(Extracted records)

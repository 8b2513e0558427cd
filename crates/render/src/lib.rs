//! Tiled page rasterization.
//!
//! Pages are rasterized in fixed-size tiles at a level of detail chosen from
//! the current zoom. Only tiles covering the visible part of the page are
//! kept; bitmaps of released tiles are recycled through a bounded pool.

pub mod compose;
pub mod lod;
pub mod pool;
pub mod scheduler;
pub mod tile;

pub use compose::compose;
pub use lod::{RasterPolicy, MAX_RASTER_DIMENSION, TILE_SIZE};
pub use pool::{BufferPool, DEFAULT_POOL_CAPACITY};
pub use scheduler::{TileCompletion, TileJob, TilePlan, TileScheduler, TileStats};
pub use tile::{Tile, TileGrid, TileKey, TilePixels};
//! Background work scheduling for the viewer.
//!
//! Work is submitted to an [`Executor`] with a [`TaskPriority`]. Document loads
//! run before visible tiles, which run before prefetch. Results are matched
//! against a [`Generation`] on arrival so that anything issued for a previous
//! source, page or transform is discarded.
//!
//! # Example
//!
//! ```
//! use pdfview_scheduler::{DeferredExecutor, Executor, Generation, TaskPriority};
//! use std::sync::mpsc;
//!
//! let executor = DeferredExecutor::new();
//! let generation = Generation::new();
//! let (tx, rx) = mpsc::channel();
//!
//! let stamp = generation.advance();
//! executor.spawn(TaskPriority::Visible, Box::new(move || {
//!     tx.send((stamp, "tile")).unwrap();
//! }));
//!
//! // The viewport moved before the task ran.
//! generation.advance();
//! executor.run_pending();
//!
//! let (stamp, _) = rx.recv().unwrap();
//! assert!(!stamp.is_current());
//! ```

mod executor;
mod generation;
mod priority;
mod worker;

pub use executor::{DeferredExecutor, Executor, InlineExecutor};
pub use generation::{Generation, Stamp};
pub use priority::{Task, TaskPriority, TaskQueue};
pub use worker::{WorkerPool, WorkerPoolConfig};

> [AIM OF THE TASK]
All of the data above must be set down again exactly.

> [PROBLEM SOLUTION]
repository 8b2513e0558427cd
filename crates/render/src/lib.rs
//! Tiled page rasterization.
//!
//! Pages are rasterized in fixed-size tiles at a level of detail chosen from
//! the current zoom. Only tiles covering the visible part of the page are
//! kept; bitmaps of released tiles are recycled through a bounded pool.

pub mod compose;
pub mod lod;
pub mod pool;
pub mod scheduler;
pub mod tile;

pub use compose::compose;
pub use lod::{RasterPolicy, MAX_RASTER_DIMENSION, TILE_SIZE};
pub use pool::{BufferPool, DEFAULT_POOL_CAPACITY};
pub use scheduler::{TileCompletion, TileJob, TilePlan, TileScheduler, TileStats};
pub use tile::{Tile, TileGrid, TileKey, TilePixels};
//! Background work scheduling for the viewer.
//!
//! Work is submitted to an [`Executor`] with a [`TaskPriority`]. Document loads
//! run before visible tiles, which run before prefetch. Results are matched
//! against a [`Generation`] on arrival so that anything issued for a previous
//! source, page or transform is discarded.
//!
//! # Example
//!
//! ```
//! use pdfview_scheduler::{DeferredExecutor, Executor, Generation, TaskPriority};
//! use std::sync::mpsc;
//!
//! let executor = DeferredExecutor::new();
//! let generation = Generation::new();
//! let (tx, rx) = mpsc::channel();
//!
//! let stamp = generation.advance();
//! executor.spawn(TaskPriority::Visible, Box::new(move || {
//!     tx.send((stamp, "tile")).unwrap();
//! }));
//!
//! // The viewport moved before the task ran.
//! generation.advance();
//! executor.run_pending();
//!
//! let (stamp, _) = rx.recv().unwrap();
//! assert!(!stamp.is_current());
//! ```

mod executor;
mod generation;
mod priority;
mod worker;

pub use executor::{DeferredExecutor, Executor, InlineExecutor};
pub use generation::{Generation, Stamp};
pub use priority::{Task, TaskPriority, TaskQueue};
pub use worker::{WorkerPool, WorkerPoolConfig};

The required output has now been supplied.